Input records.

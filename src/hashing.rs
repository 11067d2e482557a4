//! Canonical hashing of configuration values
//!
//! Turns a nested JSON value into a stable string (mapping keys sorted
//! lexicographically at every nesting level) and digests it with SHA-256.
//! The digest is re-encoded in base36 so it can name a cache directory
//! directly: alphanumeric, no path separators, at most 50 characters.
//!
//! Collisions are an accepted risk: two configurations that digest
//! identically silently share a cache entry.

use serde_json::Value;
use sha2::{Digest, Sha256};

const BASE36_ALPHABET: &[u8; 36] = b"0123456789abcdefghijklmnopqrstuvwxyz";

/// Serialize a value canonically: identical output for two values differing
/// only in mapping key order.
pub fn canonical_string(value: &Value) -> String {
    let mut out = String::new();
    write_canonical(value, &mut out);
    out
}

/// Digest a value into a short filesystem-safe cache key.
pub fn digest(value: &Value) -> String {
    let mut hasher = Sha256::new();
    hasher.update(canonical_string(value).as_bytes());
    to_base36(&hasher.finalize())
}

fn write_canonical(value: &Value, out: &mut String) {
    match value {
        Value::Null => out.push_str("null"),
        Value::Bool(true) => out.push_str("true"),
        Value::Bool(false) => out.push_str("false"),
        Value::Number(n) => out.push_str(&n.to_string()),
        Value::String(s) => write_escaped(s, out),
        Value::Array(items) => {
            out.push('[');
            for (i, item) in items.iter().enumerate() {
                if i > 0 {
                    out.push(',');
                }
                write_canonical(item, out);
            }
            out.push(']');
        }
        Value::Object(map) => {
            // Sorted keys make the serialization order-independent
            let mut keys: Vec<&String> = map.keys().collect();
            keys.sort();

            out.push('{');
            for (i, key) in keys.into_iter().enumerate() {
                if i > 0 {
                    out.push(',');
                }
                write_escaped(key, out);
                out.push(':');
                if let Some(v) = map.get(key) {
                    write_canonical(v, out);
                }
            }
            out.push('}');
        }
    }
}

fn write_escaped(s: &str, out: &mut String) {
    out.push('"');
    for c in s.chars() {
        match c {
            '"' => out.push_str("\\\""),
            '\\' => out.push_str("\\\\"),
            '\n' => out.push_str("\\n"),
            '\r' => out.push_str("\\r"),
            '\t' => out.push_str("\\t"),
            c if (c as u32) < 0x20 => {
                out.push_str(&format!("\\u{:04x}", c as u32));
            }
            c => out.push(c),
        }
    }
    out.push('"');
}

/// Re-encode a big-endian byte string in base36.
fn to_base36(bytes: &[u8]) -> String {
    let mut digits = bytes.to_vec();
    let mut encoded = Vec::new();

    while digits.iter().any(|&b| b != 0) {
        let mut remainder: u32 = 0;
        for digit in digits.iter_mut() {
            let current = (remainder << 8) | u32::from(*digit);
            *digit = (current / 36) as u8;
            remainder = current % 36;
        }
        encoded.push(BASE36_ALPHABET[remainder as usize] as char);
    }

    if encoded.is_empty() {
        encoded.push('0');
    }

    encoded.iter().rev().collect()
}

What this task involves.
Report each line in the entries where the string "current" occurs.

Solution below.
            let current = (remainder << 8) | u32::from(*digit);
            *digit = (current / 36) as u8;
            remainder = current % 36;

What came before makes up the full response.